* [WHAT TO WORK ON]
Check each line of the records for "impl"; collect those that have it.
※
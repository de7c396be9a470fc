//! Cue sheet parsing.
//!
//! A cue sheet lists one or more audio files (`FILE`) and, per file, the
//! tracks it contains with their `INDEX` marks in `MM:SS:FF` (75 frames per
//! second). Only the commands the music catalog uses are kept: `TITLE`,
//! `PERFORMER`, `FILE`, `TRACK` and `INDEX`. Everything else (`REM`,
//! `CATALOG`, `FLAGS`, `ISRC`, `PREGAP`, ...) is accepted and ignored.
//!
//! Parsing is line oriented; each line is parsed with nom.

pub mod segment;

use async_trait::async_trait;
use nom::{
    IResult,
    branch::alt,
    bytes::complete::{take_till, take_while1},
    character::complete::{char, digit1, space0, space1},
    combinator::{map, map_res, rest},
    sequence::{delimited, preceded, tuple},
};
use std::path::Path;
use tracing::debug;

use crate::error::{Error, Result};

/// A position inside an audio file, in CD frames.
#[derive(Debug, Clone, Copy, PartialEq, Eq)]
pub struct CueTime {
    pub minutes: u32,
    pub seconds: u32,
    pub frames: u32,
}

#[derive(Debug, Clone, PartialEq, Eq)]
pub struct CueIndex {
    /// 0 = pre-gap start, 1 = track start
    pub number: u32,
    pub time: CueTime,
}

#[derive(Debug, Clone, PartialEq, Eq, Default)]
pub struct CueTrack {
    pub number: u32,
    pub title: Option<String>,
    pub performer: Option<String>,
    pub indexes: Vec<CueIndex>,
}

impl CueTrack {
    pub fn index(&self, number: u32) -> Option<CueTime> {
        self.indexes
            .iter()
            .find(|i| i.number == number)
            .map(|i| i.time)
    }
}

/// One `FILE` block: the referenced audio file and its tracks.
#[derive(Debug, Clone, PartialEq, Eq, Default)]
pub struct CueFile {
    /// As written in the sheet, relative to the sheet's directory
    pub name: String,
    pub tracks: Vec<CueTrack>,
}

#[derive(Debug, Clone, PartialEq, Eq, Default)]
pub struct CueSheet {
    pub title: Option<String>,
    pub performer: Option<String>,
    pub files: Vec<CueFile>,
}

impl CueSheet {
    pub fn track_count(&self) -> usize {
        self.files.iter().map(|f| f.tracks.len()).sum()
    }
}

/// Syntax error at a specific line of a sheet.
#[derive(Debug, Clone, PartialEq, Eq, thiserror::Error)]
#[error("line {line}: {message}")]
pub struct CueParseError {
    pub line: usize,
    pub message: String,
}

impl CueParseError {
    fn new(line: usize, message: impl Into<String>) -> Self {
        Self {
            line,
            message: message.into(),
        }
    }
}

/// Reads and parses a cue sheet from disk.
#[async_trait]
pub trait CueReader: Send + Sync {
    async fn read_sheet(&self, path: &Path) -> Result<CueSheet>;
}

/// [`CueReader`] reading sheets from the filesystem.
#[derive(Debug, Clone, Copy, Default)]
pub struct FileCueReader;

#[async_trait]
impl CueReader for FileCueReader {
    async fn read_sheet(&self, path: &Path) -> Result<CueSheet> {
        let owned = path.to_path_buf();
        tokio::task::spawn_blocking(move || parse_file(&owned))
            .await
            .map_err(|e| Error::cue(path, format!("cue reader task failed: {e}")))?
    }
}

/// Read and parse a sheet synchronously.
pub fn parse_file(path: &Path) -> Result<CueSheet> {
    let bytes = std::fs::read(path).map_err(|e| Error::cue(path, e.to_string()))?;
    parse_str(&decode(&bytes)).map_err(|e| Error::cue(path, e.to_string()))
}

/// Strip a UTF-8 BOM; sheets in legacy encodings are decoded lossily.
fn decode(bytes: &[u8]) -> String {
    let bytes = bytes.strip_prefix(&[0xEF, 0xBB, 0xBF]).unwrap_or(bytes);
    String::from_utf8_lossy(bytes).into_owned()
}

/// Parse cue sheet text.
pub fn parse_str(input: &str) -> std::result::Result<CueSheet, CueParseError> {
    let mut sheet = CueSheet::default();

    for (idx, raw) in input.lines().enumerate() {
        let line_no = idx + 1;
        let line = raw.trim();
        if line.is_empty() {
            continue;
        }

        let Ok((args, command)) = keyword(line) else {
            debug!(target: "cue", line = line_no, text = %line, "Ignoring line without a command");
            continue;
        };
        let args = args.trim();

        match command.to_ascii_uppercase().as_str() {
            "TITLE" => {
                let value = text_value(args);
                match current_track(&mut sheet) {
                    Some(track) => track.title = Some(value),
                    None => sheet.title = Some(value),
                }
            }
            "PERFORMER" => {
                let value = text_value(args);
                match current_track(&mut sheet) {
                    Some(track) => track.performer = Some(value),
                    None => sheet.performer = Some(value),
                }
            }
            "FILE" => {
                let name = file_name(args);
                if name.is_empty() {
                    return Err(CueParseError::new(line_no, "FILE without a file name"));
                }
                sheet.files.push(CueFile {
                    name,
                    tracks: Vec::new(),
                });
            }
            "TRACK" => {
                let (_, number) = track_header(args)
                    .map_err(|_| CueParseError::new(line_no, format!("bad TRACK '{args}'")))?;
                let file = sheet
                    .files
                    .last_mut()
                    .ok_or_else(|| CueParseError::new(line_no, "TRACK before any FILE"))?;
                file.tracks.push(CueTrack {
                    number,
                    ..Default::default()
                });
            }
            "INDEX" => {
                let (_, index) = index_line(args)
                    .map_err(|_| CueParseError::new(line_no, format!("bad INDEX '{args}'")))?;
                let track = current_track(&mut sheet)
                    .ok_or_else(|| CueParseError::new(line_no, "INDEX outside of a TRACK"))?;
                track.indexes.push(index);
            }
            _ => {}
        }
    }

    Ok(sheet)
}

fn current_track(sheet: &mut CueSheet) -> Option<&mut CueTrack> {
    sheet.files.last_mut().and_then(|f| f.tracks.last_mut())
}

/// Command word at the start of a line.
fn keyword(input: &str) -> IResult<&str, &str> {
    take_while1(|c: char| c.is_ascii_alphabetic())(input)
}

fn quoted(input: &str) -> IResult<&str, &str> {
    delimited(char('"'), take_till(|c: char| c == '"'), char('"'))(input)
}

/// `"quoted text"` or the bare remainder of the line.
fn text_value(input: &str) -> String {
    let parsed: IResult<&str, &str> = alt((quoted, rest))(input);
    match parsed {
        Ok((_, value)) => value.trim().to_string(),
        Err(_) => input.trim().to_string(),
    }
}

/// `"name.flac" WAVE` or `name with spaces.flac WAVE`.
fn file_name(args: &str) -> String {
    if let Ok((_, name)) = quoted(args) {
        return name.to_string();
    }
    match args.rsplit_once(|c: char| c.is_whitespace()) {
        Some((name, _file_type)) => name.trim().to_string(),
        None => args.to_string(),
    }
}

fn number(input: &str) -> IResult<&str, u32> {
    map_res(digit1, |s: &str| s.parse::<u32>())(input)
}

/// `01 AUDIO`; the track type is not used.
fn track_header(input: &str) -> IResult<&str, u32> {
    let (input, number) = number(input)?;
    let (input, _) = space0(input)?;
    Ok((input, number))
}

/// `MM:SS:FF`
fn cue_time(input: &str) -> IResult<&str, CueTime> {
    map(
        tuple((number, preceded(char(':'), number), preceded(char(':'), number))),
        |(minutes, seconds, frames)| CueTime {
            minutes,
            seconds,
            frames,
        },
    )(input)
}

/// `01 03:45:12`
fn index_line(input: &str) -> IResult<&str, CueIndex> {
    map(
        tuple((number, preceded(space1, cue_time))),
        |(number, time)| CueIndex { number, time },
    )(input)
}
※
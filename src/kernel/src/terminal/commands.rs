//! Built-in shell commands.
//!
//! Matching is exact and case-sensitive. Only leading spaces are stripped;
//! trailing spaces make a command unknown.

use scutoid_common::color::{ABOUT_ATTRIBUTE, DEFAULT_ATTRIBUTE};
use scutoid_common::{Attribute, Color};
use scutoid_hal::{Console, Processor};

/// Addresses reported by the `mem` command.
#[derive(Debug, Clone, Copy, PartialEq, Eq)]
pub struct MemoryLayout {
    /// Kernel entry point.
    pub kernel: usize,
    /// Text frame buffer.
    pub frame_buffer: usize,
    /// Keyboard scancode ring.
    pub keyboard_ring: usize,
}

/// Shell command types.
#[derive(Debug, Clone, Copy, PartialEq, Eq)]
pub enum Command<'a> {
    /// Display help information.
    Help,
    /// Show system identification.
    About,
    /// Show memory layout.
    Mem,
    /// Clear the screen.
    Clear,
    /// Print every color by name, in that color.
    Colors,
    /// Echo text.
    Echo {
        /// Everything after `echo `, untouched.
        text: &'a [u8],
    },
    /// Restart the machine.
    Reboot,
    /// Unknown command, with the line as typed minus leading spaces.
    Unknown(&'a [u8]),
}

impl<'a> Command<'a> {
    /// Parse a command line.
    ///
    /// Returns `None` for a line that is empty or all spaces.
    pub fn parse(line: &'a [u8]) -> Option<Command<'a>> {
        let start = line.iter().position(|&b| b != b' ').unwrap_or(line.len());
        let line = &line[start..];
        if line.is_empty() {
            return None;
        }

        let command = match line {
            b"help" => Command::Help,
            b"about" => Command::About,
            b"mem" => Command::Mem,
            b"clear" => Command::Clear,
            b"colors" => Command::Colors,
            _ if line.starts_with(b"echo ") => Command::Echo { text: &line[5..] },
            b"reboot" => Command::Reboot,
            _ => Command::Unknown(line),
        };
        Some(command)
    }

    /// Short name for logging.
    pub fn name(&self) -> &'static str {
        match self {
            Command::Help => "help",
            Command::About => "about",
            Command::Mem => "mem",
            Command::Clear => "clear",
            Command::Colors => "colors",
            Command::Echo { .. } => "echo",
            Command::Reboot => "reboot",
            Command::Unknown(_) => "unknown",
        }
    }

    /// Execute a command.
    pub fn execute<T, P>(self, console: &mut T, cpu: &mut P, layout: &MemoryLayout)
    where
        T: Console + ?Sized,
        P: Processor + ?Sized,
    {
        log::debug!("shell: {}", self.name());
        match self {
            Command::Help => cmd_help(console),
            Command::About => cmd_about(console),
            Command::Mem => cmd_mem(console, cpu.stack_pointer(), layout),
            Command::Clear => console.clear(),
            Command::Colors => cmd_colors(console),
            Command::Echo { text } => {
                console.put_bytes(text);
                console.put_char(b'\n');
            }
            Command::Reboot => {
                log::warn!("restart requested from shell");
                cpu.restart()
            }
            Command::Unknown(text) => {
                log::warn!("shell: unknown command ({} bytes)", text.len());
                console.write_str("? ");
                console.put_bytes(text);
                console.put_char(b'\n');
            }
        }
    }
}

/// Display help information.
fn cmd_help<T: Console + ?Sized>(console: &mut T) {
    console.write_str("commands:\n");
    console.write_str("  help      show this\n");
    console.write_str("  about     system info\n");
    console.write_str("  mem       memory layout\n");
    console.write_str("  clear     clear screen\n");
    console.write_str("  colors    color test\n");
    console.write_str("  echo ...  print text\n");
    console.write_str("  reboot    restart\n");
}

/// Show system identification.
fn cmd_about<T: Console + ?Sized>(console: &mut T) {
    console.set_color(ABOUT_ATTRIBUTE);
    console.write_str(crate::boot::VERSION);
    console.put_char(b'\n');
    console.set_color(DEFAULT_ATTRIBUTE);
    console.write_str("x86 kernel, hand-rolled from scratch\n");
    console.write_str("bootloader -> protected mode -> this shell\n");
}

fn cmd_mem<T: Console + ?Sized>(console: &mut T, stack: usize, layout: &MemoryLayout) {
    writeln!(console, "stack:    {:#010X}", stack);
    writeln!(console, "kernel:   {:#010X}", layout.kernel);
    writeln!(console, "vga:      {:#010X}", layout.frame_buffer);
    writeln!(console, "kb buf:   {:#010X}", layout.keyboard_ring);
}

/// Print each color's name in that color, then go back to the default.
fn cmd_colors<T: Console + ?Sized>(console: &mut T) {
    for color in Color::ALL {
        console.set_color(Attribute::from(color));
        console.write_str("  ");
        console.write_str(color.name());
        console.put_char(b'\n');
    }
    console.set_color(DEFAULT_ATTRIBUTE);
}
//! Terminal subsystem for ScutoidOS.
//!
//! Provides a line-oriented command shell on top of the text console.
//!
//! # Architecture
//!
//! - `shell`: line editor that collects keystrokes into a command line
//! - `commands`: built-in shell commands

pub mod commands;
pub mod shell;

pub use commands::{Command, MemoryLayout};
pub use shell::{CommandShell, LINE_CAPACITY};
※
* [EXERCISE SOLUTION]
impl CueTrack {
impl CueSheet {
impl CueParseError {
    fn new(line: usize, message: impl Into<String>) -> Self {
impl CueReader for FileCueReader {
impl<'a> Command<'a> {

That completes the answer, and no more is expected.